START PROVIDED DATA

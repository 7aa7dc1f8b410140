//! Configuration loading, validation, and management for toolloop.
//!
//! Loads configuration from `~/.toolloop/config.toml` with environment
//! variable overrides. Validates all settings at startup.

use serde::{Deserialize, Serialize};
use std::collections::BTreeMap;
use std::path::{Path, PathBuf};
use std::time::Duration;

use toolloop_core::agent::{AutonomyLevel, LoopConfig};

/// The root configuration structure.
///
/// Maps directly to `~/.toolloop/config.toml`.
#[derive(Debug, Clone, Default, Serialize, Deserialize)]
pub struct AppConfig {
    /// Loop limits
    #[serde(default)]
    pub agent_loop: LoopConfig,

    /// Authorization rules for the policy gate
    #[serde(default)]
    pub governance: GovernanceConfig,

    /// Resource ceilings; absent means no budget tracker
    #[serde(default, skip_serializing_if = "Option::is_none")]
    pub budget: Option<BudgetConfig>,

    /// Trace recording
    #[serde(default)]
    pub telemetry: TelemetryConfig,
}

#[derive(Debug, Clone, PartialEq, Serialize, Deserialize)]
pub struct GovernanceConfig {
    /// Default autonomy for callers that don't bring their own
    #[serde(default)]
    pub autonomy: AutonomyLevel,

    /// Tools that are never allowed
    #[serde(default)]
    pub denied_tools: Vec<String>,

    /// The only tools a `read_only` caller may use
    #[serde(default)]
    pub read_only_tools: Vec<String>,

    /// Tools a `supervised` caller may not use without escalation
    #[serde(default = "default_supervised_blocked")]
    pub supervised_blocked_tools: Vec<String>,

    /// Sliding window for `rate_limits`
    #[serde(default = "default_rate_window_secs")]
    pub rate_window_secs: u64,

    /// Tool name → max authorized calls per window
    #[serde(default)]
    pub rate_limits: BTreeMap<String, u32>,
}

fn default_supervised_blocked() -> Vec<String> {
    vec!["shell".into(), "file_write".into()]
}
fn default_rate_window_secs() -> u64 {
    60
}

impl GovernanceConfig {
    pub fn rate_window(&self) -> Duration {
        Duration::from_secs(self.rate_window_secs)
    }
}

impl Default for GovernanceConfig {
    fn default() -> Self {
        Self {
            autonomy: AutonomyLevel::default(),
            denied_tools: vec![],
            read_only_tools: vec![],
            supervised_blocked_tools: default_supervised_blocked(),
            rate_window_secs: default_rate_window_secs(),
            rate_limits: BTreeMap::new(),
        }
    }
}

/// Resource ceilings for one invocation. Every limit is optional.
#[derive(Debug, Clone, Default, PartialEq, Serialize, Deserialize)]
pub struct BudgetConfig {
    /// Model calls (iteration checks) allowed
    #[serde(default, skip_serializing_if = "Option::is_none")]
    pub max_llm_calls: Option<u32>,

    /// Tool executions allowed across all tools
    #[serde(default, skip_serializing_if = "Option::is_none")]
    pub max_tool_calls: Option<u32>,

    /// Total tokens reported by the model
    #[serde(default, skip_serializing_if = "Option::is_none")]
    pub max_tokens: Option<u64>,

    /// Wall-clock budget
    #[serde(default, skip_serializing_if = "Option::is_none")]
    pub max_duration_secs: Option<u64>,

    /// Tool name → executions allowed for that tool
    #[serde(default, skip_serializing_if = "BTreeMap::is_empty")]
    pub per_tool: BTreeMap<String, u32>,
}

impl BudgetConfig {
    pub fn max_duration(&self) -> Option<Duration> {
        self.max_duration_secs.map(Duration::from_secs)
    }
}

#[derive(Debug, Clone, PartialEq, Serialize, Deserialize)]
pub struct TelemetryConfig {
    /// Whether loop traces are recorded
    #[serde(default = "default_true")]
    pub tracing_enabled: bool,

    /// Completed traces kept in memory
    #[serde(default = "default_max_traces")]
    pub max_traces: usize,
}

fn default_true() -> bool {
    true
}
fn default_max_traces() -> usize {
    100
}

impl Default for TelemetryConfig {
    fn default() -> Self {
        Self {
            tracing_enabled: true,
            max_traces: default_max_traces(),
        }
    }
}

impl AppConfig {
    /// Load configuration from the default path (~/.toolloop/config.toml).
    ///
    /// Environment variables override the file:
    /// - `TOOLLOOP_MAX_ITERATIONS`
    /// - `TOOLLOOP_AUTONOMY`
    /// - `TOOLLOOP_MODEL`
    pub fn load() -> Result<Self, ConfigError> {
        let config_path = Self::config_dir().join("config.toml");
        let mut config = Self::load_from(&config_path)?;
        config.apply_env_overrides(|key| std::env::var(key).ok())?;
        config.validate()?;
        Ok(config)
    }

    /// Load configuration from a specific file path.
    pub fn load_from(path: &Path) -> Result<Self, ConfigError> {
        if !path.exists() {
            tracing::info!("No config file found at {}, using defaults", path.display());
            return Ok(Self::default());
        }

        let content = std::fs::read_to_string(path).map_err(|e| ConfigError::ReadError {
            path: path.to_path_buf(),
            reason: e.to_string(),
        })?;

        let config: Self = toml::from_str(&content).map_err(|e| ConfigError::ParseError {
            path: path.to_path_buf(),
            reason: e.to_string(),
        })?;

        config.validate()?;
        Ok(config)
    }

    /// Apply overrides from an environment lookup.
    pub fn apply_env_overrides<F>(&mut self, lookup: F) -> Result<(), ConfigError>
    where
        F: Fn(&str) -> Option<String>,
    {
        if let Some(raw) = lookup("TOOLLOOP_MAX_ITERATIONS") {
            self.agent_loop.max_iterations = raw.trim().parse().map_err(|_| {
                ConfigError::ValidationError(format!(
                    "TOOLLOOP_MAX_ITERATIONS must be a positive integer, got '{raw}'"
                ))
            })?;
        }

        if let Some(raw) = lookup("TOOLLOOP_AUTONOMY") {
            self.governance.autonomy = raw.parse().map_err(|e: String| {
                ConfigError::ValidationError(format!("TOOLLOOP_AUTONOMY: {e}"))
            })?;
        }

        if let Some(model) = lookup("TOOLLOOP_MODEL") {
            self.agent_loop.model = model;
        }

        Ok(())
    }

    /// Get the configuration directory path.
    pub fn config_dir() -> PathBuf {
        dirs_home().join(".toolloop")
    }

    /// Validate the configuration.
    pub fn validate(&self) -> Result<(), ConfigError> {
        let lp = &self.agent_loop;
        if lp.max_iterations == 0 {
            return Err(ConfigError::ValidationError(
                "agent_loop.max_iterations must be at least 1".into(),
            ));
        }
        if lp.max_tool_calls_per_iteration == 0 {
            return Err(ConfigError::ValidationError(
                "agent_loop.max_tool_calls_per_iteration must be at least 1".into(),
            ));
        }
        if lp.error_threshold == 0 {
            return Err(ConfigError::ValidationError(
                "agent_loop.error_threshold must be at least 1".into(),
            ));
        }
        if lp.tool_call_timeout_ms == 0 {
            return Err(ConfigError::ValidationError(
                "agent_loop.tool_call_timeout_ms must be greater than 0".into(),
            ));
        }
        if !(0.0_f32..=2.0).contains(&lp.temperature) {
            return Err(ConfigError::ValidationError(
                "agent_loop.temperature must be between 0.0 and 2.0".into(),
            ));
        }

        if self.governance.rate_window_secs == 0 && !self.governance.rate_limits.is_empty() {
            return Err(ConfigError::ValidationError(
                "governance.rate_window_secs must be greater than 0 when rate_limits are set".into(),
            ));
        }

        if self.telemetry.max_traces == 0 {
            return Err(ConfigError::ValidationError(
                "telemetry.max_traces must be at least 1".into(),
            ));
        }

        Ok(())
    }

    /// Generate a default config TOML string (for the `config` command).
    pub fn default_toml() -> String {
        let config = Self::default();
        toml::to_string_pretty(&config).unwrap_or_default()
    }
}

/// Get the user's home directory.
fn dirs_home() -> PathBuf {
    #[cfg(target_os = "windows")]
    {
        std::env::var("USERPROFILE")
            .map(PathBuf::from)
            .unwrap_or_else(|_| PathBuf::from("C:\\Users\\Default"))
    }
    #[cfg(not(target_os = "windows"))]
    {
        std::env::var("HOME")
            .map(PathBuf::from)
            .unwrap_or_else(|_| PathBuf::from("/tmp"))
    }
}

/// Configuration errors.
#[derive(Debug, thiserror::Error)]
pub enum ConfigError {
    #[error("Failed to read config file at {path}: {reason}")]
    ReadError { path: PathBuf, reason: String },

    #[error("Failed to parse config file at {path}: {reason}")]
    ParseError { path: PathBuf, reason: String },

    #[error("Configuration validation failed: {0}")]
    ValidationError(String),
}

END PROVIDED DATA

**THE TASK**
For each line of the listing that holds the word "Clone", show that line.

**COMPLETED EXERCISE**
#[derive(Debug, Clone, Default, Serialize, Deserialize)]
#[derive(Debug, Clone, PartialEq, Serialize, Deserialize)]
#[derive(Debug, Clone, Default, PartialEq, Serialize, Deserialize)]
#[derive(Debug, Clone, PartialEq, Serialize, Deserialize)]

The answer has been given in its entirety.